Although the two-column proof above is valid, it is not written in a format that mathematicians usually find acceptable. We prefer proofs that are written using complete sentences, paragraphs, and correct grammar and punctuation. Here is a better presentation for the previous proof. 

\begin{proof}[Proof of Theorem \ref{thrm:evens}.]
Let $n$ be an even integer, then by definition $n=2k$ for some integer $k$.  Squaring both sides yields $n^2=4k^2=2(2k^2)$.  Since $2k^2$ is an integer, $2(2k^2)$ is even as desired.
\end{proof}

We will present some proofs in each format for the remainder of this chapter. You should become used to translating two-column  proofs into paragraph format.

The proof of the following theorem is left as an exercise for the reader.

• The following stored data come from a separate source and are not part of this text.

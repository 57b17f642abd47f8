//! Request layer error types.

use thiserror::Error;

#[derive(Debug, Error)]
pub enum ApiError {
    /// The engine rejected the stored credential (401/403).
    #[error("Credential rejected (HTTP {0})")]
    Unauthorized(u16),

    #[error("HTTP {status}: {body}")]
    Status { status: u16, body: String },

    #[error("HTTP client error: {0}")]
    HttpClient(String),

    #[error("Invalid response: {0}")]
    InvalidResponse(String),

    #[error("Request layer shut down")]
    ChannelClosed,

    #[error("JSON error: {0}")]
    Json(#[from] serde_json::Error),
}

impl ApiError {
    pub fn is_unauthorized(&self) -> bool {
        matches!(self, Self::Unauthorized(_))
    }
}

pub type ApiResult<T> = Result<T, ApiError>;
//! Operator console for the trading engine.
//!
//! Wires every component into one process:
//! - Engine link and event routing (desk-ws)
//! - Status, progress, position and log mirrors (desk-state)
//! - Task dispatch with optimistic state
//! - Settings synchronization (desk-settings)
//! - Operator command line on stdin

pub mod commands;
pub mod config;
pub mod console;
pub mod dispatcher;
pub mod error;
pub mod runtime;
pub mod view;

pub use commands::{Command, CommandError};
pub use config::AppConfig;
pub use console::{Console, ConsoleOptions, Flow, Input};
pub use dispatcher::{CloseSide, DispatchError, TaskDispatcher};
pub use error::{AppError, AppResult};
pub use runtime::{run, TokioScheduler};
//! Engine settings snapshot and its default template.
//!
//! The snapshot is always complete: loading merges the engine's copy over
//! [`ConfigSnapshot::default`] one field at a time, so consumers never see a
//! partial structure.

use crate::error::{SettingsError, SettingsResult};
use serde::{Deserialize, Serialize};
use serde_json::{Map, Value};
use std::collections::BTreeMap;
use tracing::warn;

/// User-editable engine settings.
///
/// Fields the console does not know are carried in `extra` and written back
/// unchanged on save.
#[derive(Debug, Clone, PartialEq, Serialize, Deserialize)]
#[serde(default)]
pub struct ConfigSnapshot {
    // Credentials and connectivity
    pub api_key: String,
    pub api_secret: String,
    pub use_testnet: bool,
    pub enable_proxy: bool,
    pub proxy_url: String,

    // Position sizing
    pub leverage: u32,
    pub total_long_position_value: f64,
    pub total_short_position_value: f64,
    pub long_coin_list: Vec<String>,
    pub short_coin_list: Vec<String>,
    pub long_custom_weights: BTreeMap<String, f64>,

    // Trading toggles
    pub enable_long_trades: bool,
    pub enable_short_trades: bool,

    // Stop-loss / take-profit
    pub enable_long_sl_tp: bool,
    pub long_stop_loss_percentage: f64,
    pub long_take_profit_percentage: f64,
    pub enable_short_sl_tp: bool,
    pub short_stop_loss_percentage: f64,
    pub short_take_profit_percentage: f64,

    // Order execution
    pub open_maker_retries: u32,
    pub open_order_fill_timeout_seconds: u32,
    pub close_maker_retries: u32,
    pub close_order_fill_timeout_seconds: u32,

    // Rebalancing
    pub rebalance_method: String,
    pub rebalance_top_n: u32,
    pub rebalance_min_volume_usd: f64,
    pub rebalance_abs_momentum_days: u32,
    pub rebalance_rel_strength_days: u32,
    pub rebalance_foam_days: u32,
    pub rebalance_short_ratio_max: f64,
    pub rebalance_short_ratio_min: f64,

    #[serde(flatten)]
    pub extra: Map<String, Value>,
}

impl Default for ConfigSnapshot {
    fn default() -> Self {
        Self {
            api_key: String::new(),
            api_secret: String::new(),
            use_testnet: true,
            enable_proxy: false,
            proxy_url: "http://127.0.0.1:7890".to_string(),
            leverage: 20,
            total_long_position_value: 1000.0,
            total_short_position_value: 500.0,
            long_coin_list: vec!["BTC".to_string(), "ETH".to_string()],
            short_coin_list: vec!["SOL".to_string(), "AVAX".to_string()],
            long_custom_weights: BTreeMap::new(),
            enable_long_trades: true,
            enable_short_trades: true,
            enable_long_sl_tp: true,
            long_stop_loss_percentage: 50.0,
            long_take_profit_percentage: 100.0,
            enable_short_sl_tp: true,
            short_stop_loss_percentage: 80.0,
            short_take_profit_percentage: 150.0,
            open_maker_retries: 5,
            open_order_fill_timeout_seconds: 60,
            close_maker_retries: 3,
            close_order_fill_timeout_seconds: 12,
            rebalance_method: "multi_factor_weakest".to_string(),
            rebalance_top_n: 50,
            rebalance_min_volume_usd: 20_000_000.0,
            rebalance_abs_momentum_days: 30,
            rebalance_rel_strength_days: 60,
            rebalance_foam_days: 1,
            rebalance_short_ratio_max: 0.7,
            rebalance_short_ratio_min: 0.35,
            extra: Map::new(),
        }
    }
}

impl ConfigSnapshot {
    /// Merge `remote` over the default template.
    ///
    /// A known field takes the remote value only when it is present, not
    /// null, not an empty string and of the right type; otherwise the default
    /// stays. Unknown fields are kept verbatim.
    pub fn merged(remote: &Map<String, Value>) -> SettingsResult<Self> {
        let defaults = Self::default();
        let template = match serde_json::to_value(&defaults)? {
            Value::Object(map) => map,
            _ => Map::new(),
        };

        let mut merged = template.clone();
        for (key, value) in remote {
            if !template.contains_key(key) {
                merged.insert(key.clone(), value.clone());
                continue;
            }
            if value.is_null() || value.as_str().is_some_and(str::is_empty) {
                continue;
            }
            if !accepts(key, value) {
                warn!(field = %key, value = %value, "Ignoring remote setting of the wrong type");
                continue;
            }
            merged.insert(key.clone(), value.clone());
        }

        Ok(serde_json::from_value(Value::Object(merged))?)
    }

    /// Full snapshot as a JSON object, known fields first.
    pub fn to_map(&self) -> SettingsResult<Map<String, Value>> {
        match serde_json::to_value(self)? {
            Value::Object(map) => Ok(map),
            other => Err(SettingsError::NotAnObject(other.to_string())),
        }
    }

    /// Copy with a single field set from JSON. Known fields must accept the
    /// value; unknown fields are stored in `extra`.
    pub fn with_field(&self, key: &str, value: Value) -> SettingsResult<Self> {
        let mut map = self.to_map()?;
        let known = serde_json::to_value(Self::default())?
            .as_object()
            .is_some_and(|template| template.contains_key(key));
        if known && !accepts(key, &value) {
            return Err(SettingsError::InvalidField {
                field: key.to_string(),
                value: value.to_string(),
            });
        }
        map.insert(key.to_string(), value);
        Ok(serde_json::from_value(Value::Object(map))?)
    }
}

/// Whether `value` deserializes into the known field `key`.
fn accepts(key: &str, value: &Value) -> bool {
    let mut candidate = Map::new();
    candidate.insert(key.to_string(), value.clone());
    serde_json::from_value::<ConfigSnapshot>(Value::Object(candidate)).is_ok()
}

\begin{thrm}\label{thrm:odds}
The square of an odd integer is odd.
\end{thrm}

\subsection{Proving the Contrapositive}

In Exercise \ref{exer:contrapos} you showed that the contrapositive \index{implication!contrapositive}\index{proof!of contrapositive} of an implication is logically equivalent to the implication.  Sometimes it is easier to prove the contrapositive of the implication we are interested in. Consider the following example.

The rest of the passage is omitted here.